What does Microsoft recommend for Client Secrets?

We strongly recommend that you use x509 certificates issued by Trusted Certificate Authority as the only credential type for getting tokens for your application. Monitor your production pipelines to ensure credentials of any kind are never committed into code repositories. If you are using Azure, we strongly recommend using Managed Identity, so the application credentials are automatically managed. Please refer to the managed identities documentation for more details.

If you must use Client Secrets, Microsoft recommends that you set a secret expiration value of six months. Please consider these other recommendations while working with application credentials. We also provide Credential Scanner, a static analysis tool that you can use to detect credentials (and other sensitive content) in your source code and build output.

The plan and vision for Client Secrets is for the API and portal experience to be uniform, which is to allow a maximum lifespan of two years. We will announce these changes via various channels such as Azure AD breaking changes and the Azure monthly roadmap. For now, if you would like a long-lived secret, you can use the Microsoft Graph API or the PowerShell cmdlet to set a secret with an expiration date greater than two years. We will remove this option to better secure all applications in Azure AD. At that point, all new secrets will be limited to a two year maximum expiration.

Resources

3 comments

Discussion is closed. Login to edit/delete existing comments.

  • James 0

    Could you provide some reasoning on the Trusted Certificate Authority recommendation for certificate credentials?

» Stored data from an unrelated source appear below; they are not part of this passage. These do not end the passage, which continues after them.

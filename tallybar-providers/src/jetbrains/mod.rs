//! JetBrains AI Assistant provider implementation.
//!
//! The IDEs cache the AI Assistant quota in an XML options file under the
//! JetBrains config directory. The newest such file across installed IDEs
//! is read; nothing is fetched over the network.

mod descriptor;
mod error;
mod locator;
mod parser;
mod strategies;

pub use descriptor::jetbrains_descriptor;
pub use error::JetBrainsError;
pub use locator::{JetBrainsLocator, QUOTA_FILE_NAME, QuotaFile};
pub use parser::{JetBrainsQuota, build_snapshot, parse_duration_minutes, parse_quota_xml};
pub use strategies::JetBrainsLocalStrategy;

    “Trusted” in this context can’t mean part of the web PKI, so this would have to be some internal PKI?

    Given that revocation is not checked, and chains aren’t built, each end entity cert has to be managed in the registration anyway, I can’t see any advantage to the additional complexity?

    PS. it’d be great if Azure KeyVault had built-in integration for app registration client secret rotation!

  • Paul Hasell 0

    Hi, managed identities would be good but we’re building apps around Dataverse which doesn’t support managed identities (natively) in it’s SDK. This leads to issues with expiry of credentials where Azure mounted backends will fail every 2 years. This can be mitigated slightly by storing the client/secret in a vault and using managed identity to access the vault but still leaves a management issue to be resolved.

    This feels like another example of teams in MS not all pulling in the same direction at the same pace 🙁

  • Mark van Rossum 1

    Is there any way to be notified of upcoming expiring secrets? “Enterprise Applications” using SAML accept an email address, and will send emails warning of upcoming expiring certificates. Can something similar be implemented for these?